でも、豚肉はイノシシ先生のものとキャベツのような野菜を使った回鍋肉もどきだ。回鍋肉っぽいなにかだ。

柔らかな葉と、甘辛い味噌(怜が作ったもの)と

豚肉のうまみが絡み合った素晴らしい一品だった。

とにかく、ご飯が欲しくてたまらなかった。

おいしかったです。



今日も火の番をしようと焚き火にまきをくべていると、アイナが俺と焚き火のあいだに立った。リシアとシャティも一緒だ。3人とも真剣な顔をしている。

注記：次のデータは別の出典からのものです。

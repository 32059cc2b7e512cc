//! OpenAI service for chat completions and single-image analysis.
//!
//! Minimal, non-streaming client around the OpenAI REST API:
//! - POST {endpoint}/v1/chat/completions: text prompt, optional system message
//! - POST {endpoint}/v1/chat/completions: text + `image_url` content parts
//!
//! Constructor validation:
//! - `cfg.provider` must be `LlmProvider::OpenAI`
//! - `cfg.api_key` must be present
//! - `cfg.endpoint` must start with http:// or https://

use std::time::{Duration, Instant};

use async_trait::async_trait;
use reqwest::header;
use serde::{Deserialize, Serialize};
use tracing::{debug, error, info, instrument};

use crate::{
    chat_model::ChatModel,
    config::{
        default_config::DEFAULT_TIMEOUT_SECS, llm_model_config::LlmModelConfig,
        llm_provider::LlmProvider,
    },
    error_handler::{
        AiLlmError, HttpError, ProviderError, ProviderErrorKind, is_http_endpoint, make_snippet,
    },
};

/// Output cap for photo analysis replies.
pub const VISION_MAX_TOKENS: u32 = 300;

/// Thin client for the OpenAI chat completions API.
///
/// - [`OpenAiService::generate`]: text chat completion
/// - [`OpenAiService::describe_image`]: vision completion over one image URL
#[derive(Debug)]
pub struct OpenAiService {
    client: reqwest::Client,
    cfg: LlmModelConfig,
    url_chat: String,
}

impl OpenAiService {
    /// Creates a new [`OpenAiService`] from the given config.
    ///
    /// # Errors
    /// - [`AiLlmError::Provider`] with `InvalidProvider` if `cfg.provider` is not OpenAI
    /// - [`AiLlmError::Provider`] with `MissingApiKey` if `cfg.api_key` is `None`
    /// - [`AiLlmError::Provider`] with `InvalidEndpoint` if `cfg.endpoint` is invalid
    /// - [`AiLlmError::HttpTransport`] if the HTTP client cannot be built
    pub fn new(cfg: LlmModelConfig) -> Result<Self, AiLlmError> {
        if cfg.provider != LlmProvider::OpenAI {
            return Err(
                ProviderError::new(LlmProvider::OpenAI, ProviderErrorKind::InvalidProvider).into(),
            );
        }

        let api_key = cfg.api_key.clone().ok_or_else(|| {
            ProviderError::new(LlmProvider::OpenAI, ProviderErrorKind::MissingApiKey)
        })?;

        if !is_http_endpoint(&cfg.endpoint) {
            return Err(ProviderError::new(
                LlmProvider::OpenAI,
                ProviderErrorKind::InvalidEndpoint(cfg.endpoint.clone()),
            )
            .into());
        }

        let timeout = Duration::from_secs(cfg.timeout_secs.unwrap_or(DEFAULT_TIMEOUT_SECS));

        let mut auth = header::HeaderValue::from_str(&format!("Bearer {api_key}")).map_err(|e| {
            ProviderError::new(
                LlmProvider::OpenAI,
                ProviderErrorKind::Decode(format!("invalid API key header: {e}")),
            )
        })?;
        auth.set_sensitive(true);

        let mut headers = header::HeaderMap::new();
        headers.insert(header::AUTHORIZATION, auth);
        headers.insert(
            header::CONTENT_TYPE,
            header::HeaderValue::from_static("application/json"),
        );

        let client = reqwest::Client::builder()
            .timeout(timeout)
            .default_headers(headers)
            .build()?;

        let base = cfg.endpoint.trim().trim_end_matches('/');
        let url_chat = format!("{base}/v1/chat/completions");

        info!(
            provider = %cfg.provider,
            model = %cfg.model,
            endpoint = %cfg.endpoint,
            timeout_secs = timeout.as_secs(),
            "OpenAiService initialized"
        );

        Ok(Self {
            client,
            cfg,
            url_chat,
        })
    }

    /// Non-streaming chat completion with an optional system message.
    ///
    /// When `json_response` is set in the config the request asks for a
    /// `json_object` response format.
    ///
    /// # Errors
    /// - [`AiLlmError::Provider`] with `HttpStatus` for non-2xx responses
    /// - [`AiLlmError::HttpTransport`] for client/network failures
    /// - [`AiLlmError::Provider`] with `Decode` if the JSON cannot be parsed
    /// - [`AiLlmError::Provider`] with `EmptyChoices` if no choices are returned
    #[instrument(skip_all, fields(model = %self.cfg.model))]
    pub async fn generate(&self, prompt: &str, system: Option<&str>) -> Result<String, AiLlmError> {
        let body = ChatCompletionRequest::text(&self.cfg, prompt, system);
        debug!(
            prompt_len = prompt.len(),
            has_system = system.is_some(),
            "POST {}", self.url_chat
        );
        self.complete(&body, "chat completion").await
    }

    /// Vision completion over a single image URL, capped at
    /// [`VISION_MAX_TOKENS`].
    ///
    /// # Errors
    /// Same as [`OpenAiService::generate`].
    #[instrument(skip_all, fields(model = %self.cfg.model))]
    pub async fn describe_image(&self, prompt: &str, image_url: &str) -> Result<String, AiLlmError> {
        let body = ChatCompletionRequest::vision(&self.cfg, prompt, image_url);
        debug!(prompt_len = prompt.len(), "POST {} (image)", self.url_chat);
        self.complete(&body, "image analysis").await
    }

    async fn complete(
        &self,
        body: &ChatCompletionRequest<'_>,
        op: &'static str,
    ) -> Result<String, AiLlmError> {
        let started = Instant::now();
        let resp = self.client.post(&self.url_chat).json(body).send().await?;

        if !resp.status().is_success() {
            let status = resp.status();
            let url = self.url_chat.clone();
            let text = resp.text().await.unwrap_or_default();
            let snippet = make_snippet(&text);

            error!(
                %status,
                %url,
                %snippet,
                op,
                latency_ms = started.elapsed().as_millis(),
                "OpenAI /v1/chat/completions returned non-success status"
            );

            return Err(ProviderError::new(
                LlmProvider::OpenAI,
                ProviderErrorKind::HttpStatus(HttpError {
                    status,
                    url,
                    snippet,
                }),
            )
            .into());
        }

        let out: ChatCompletionResponse = resp.json().await.map_err(|e| {
            error!(
                error = %e,
                op,
                latency_ms = started.elapsed().as_millis(),
                "failed to decode /v1/chat/completions response"
            );
            ProviderError::new(
                LlmProvider::OpenAI,
                ProviderErrorKind::Decode(format!(
                    "serde error: {e}; expected `choices[0].message.content`"
                )),
            )
        })?;

        let content = out
            .first_content()
            .ok_or_else(|| ProviderError::new(LlmProvider::OpenAI, ProviderErrorKind::EmptyChoices))?;

        info!(
            op,
            latency_ms = started.elapsed().as_millis(),
            reply_len = content.len(),
            "OpenAI completion finished"
        );

        Ok(content)
    }
}

#[async_trait]
impl ChatModel for OpenAiService {
    fn provider(&self) -> LlmProvider {
        LlmProvider::OpenAI
    }

    fn model(&self) -> &str {
        &self.cfg.model
    }

    async fn generate(&self, prompt: &str, system: Option<&str>) -> Result<String, AiLlmError> {
        OpenAiService::generate(self, prompt, system).await
    }

    async fn describe_image(&self, prompt: &str, image_url: &str) -> Result<String, AiLlmError> {
        OpenAiService::describe_image(self, prompt, image_url).await
    }
}

/* ===========================================================================
HTTP payloads & options
======================================================================== */

#[derive(Debug, Serialize)]
struct ChatCompletionRequest<'a> {
    model: &'a str,
    messages: Vec<ChatMessage<'a>>,
    #[serde(skip_serializing_if = "Option::is_none")]
    temperature: Option<f32>,
    #[serde(skip_serializing_if = "Option::is_none")]
    max_tokens: Option<u32>,
    #[serde(skip_serializing_if = "Option::is_none")]
    response_format: Option<ResponseFormat>,
}

impl<'a> ChatCompletionRequest<'a> {
    fn text(cfg: &'a LlmModelConfig, prompt: &'a str, system: Option<&'a str>) -> Self {
        let mut messages = Vec::with_capacity(2);
        if let Some(sys) = system {
            messages.push(ChatMessage {
                role: "system",
                content: MessageContent::Text(sys),
            });
        }
        messages.push(ChatMessage {
            role: "user",
            content: MessageContent::Text(prompt),
        });

        Self {
            model: &cfg.model,
            messages,
            temperature: cfg.temperature,
            max_tokens: cfg.max_tokens,
            response_format: cfg.json_response.then_some(ResponseFormat {
                r#type: "json_object",
            }),
        }
    }

    fn vision(cfg: &'a LlmModelConfig, prompt: &'a str, image_url: &'a str) -> Self {
        Self {
            model: &cfg.model,
            messages: vec![ChatMessage {
                role: "user",
                content: MessageContent::Parts(vec![
                    ContentPart::Text { text: prompt },
                    ContentPart::ImageUrl {
                        image_url: ImageUrl { url: image_url },
                    },
                ]),
            }],
            temperature: None,
            max_tokens: Some(VISION_MAX_TOKENS),
            response_format: None,
        }
    }
}

#[derive(Debug, Serialize)]
struct ChatMessage<'a> {
    role: &'a str,
    content: MessageContent<'a>,
}

/// Plain string, or an array of typed parts for multimodal input.
#[derive(Debug, Serialize)]
#[serde(untagged)]
enum MessageContent<'a> {
    Text(&'a str),
    Parts(Vec<ContentPart<'a>>),
}

#[derive(Debug, Serialize)]
#[serde(tag = "type", rename_all = "snake_case")]
enum ContentPart<'a> {
    Text { text: &'a str },
    ImageUrl { image_url: ImageUrl<'a> },
}

#[derive(Debug, Serialize)]
struct ImageUrl<'a> {
    url: &'a str,
}

#[derive(Debug, Serialize)]
struct ResponseFormat {
    r#type: &'static str,
}

#[derive(Debug, Deserialize)]
struct ChatCompletionResponse {
    #[serde(default)]
    choices: Vec<ChatChoice>,
}

impl ChatCompletionResponse {
    fn first_content(self) -> Option<String> {
        self.choices
            .into_iter()
            .find_map(|c| c.message.content)
            .filter(|s| !s.trim().is_empty())
    }
}

#[derive(Debug, Deserialize)]
struct ChatChoice {
    message: ChatMessageOut,
}

#[derive(Debug, Deserialize)]
struct ChatMessageOut {
    content: Option<String>,
}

焚き火の火で彼女らの首についたチョーカーの赤さが増しているように思える。

「あれ?3人とも、寝ないの?」

「今日は私たちだけで火の番をさせてください!」

アイナが鬼気迫るといった勢いで言ってきた。

顔が近い!彼女は、鼻と鼻が触れ合うくらいの近さまで顔を近づけてきた。

3人で火の番をする理由とかは聞かないでおこう。

やぶ蛇になるかもだからね。


「分かったよ。じゃあ、お言葉に甘えさせてもらうよ。」

こういう時は遠慮をしないのが大切なんだよ。

しかし、2人は夜更かしをするのか・・・御者はどうしようかな?

『アリシア=ヘルベルトからスキル«騎行»をコピーしました,』

騎行?馬を操るスキルかな?

『そうですね。馬というか、乗れるものなら何でも操ることの出来るスキルですね。』

これで明日は俺が代わりに御者をすることが出来る。

まぁ、一安心かな?

「じゃあ、おやすみー。」

俺は、馬車の方に向かう。馬車から焚き火までは少ししか離れてない。5mくらいかな?


馬車に着いて、中で寝ようと、中への入口のところに手を付けたとき、『和文神しずのかみ』の裾をひかれた。後ろを見ると、シャティがいた。

「マスター。ちょっとしゃがんで。」

シャティにそう頼まれたので、片膝を地面につけてしゃがむ。まるで、騎士が王様にするように。・・・わざとカッコつけた言い回しにしてみたけど、なんだかなぁ。

なんだかなぁだよ。


「で、どうした?」

「次は目を瞑って、質問は受け付けないよ。」

俺は彼女の言う通りに目を瞑る。・・・そう言えば、ラノベとか、マンガとかだと大体この後、とある展開になるんだよな。もしかして・・・。

「で、何のよう「えいっ!」」

俺は、柔らかい何かが、俺の唇に触れた。

この感触は・・・・・・。





・・・・・ハンカチ?

シャティは、ハンカチのような布を俺の顔に押し付けた。なんか、布が少し湿ってる。

あれ?なんか急に眠たくなってきた。

眠気で意識が飛びそうになっているとぼんやりとシャティの声が聞こえてきた。

「・・・ごめんなさいマスター、ちょっと聞かれたくない話があるの。大丈夫だよ、ただの眠り薬だから・・・。」


そんなことで眠り薬を使うなよ!

シャティのそのセリフを聞き終わると同時に俺の意識は闇に沈んだ。

あー、ハンカチじゃなくて他のものが良かったなぁ。

1話から少しずつ改稿作業をしています。

改稿作業と言っても表現を増やしたり、誤字を直したりするくらいなんですけどね。